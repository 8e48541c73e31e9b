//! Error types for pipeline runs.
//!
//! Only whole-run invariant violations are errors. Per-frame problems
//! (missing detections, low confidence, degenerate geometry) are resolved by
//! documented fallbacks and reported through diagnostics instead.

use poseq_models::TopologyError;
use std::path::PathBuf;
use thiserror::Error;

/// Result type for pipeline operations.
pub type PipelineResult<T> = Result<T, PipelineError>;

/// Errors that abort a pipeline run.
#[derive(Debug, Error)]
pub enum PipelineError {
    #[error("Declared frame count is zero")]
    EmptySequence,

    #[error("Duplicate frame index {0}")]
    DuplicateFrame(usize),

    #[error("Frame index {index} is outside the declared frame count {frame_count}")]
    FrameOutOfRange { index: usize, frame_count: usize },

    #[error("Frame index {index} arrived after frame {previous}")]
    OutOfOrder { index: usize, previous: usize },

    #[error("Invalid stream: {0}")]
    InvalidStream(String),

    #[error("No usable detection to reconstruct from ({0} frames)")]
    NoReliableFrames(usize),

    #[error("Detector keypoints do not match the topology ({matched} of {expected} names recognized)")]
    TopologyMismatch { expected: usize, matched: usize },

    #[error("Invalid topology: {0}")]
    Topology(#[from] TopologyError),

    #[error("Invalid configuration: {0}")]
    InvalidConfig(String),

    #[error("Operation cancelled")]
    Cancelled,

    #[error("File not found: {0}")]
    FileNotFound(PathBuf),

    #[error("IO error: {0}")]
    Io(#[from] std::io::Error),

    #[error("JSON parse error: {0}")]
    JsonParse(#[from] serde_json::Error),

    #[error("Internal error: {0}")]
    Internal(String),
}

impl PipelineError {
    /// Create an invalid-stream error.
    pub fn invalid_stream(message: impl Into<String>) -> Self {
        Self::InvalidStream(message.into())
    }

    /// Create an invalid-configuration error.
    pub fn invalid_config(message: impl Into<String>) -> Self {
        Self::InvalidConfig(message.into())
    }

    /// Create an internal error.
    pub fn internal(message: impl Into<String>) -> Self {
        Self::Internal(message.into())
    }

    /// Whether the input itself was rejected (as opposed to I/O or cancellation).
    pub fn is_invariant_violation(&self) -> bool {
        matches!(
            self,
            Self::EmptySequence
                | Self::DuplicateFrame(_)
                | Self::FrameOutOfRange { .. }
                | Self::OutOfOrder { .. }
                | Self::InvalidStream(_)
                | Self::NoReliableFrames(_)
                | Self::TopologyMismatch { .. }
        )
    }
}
...
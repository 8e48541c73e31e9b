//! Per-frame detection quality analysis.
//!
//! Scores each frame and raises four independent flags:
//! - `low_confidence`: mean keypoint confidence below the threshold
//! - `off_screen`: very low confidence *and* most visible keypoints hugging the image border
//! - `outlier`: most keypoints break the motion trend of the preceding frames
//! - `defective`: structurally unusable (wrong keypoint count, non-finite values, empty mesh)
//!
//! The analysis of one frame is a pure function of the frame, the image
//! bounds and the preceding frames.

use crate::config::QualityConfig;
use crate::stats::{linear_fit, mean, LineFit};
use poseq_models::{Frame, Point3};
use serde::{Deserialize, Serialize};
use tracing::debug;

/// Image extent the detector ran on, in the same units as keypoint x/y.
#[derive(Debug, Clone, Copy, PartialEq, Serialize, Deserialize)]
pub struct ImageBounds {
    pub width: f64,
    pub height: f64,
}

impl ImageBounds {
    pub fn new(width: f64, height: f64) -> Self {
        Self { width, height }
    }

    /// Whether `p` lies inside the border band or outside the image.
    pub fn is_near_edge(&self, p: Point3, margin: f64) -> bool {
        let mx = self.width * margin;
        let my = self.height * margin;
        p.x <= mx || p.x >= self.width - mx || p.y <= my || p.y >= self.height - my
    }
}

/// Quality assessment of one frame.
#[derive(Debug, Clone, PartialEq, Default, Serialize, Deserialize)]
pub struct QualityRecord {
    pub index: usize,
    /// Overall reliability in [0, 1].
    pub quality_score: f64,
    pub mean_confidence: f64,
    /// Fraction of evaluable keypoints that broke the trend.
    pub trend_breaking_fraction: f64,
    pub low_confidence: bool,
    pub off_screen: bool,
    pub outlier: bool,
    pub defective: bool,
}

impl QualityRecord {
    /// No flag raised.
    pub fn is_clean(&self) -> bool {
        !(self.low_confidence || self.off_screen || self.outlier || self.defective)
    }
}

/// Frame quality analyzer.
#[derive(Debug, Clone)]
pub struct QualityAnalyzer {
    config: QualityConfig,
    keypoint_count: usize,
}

ASSIGNMENT: Report how many lines above include "expected". Nothing else.

RESPONSE BELOW: 2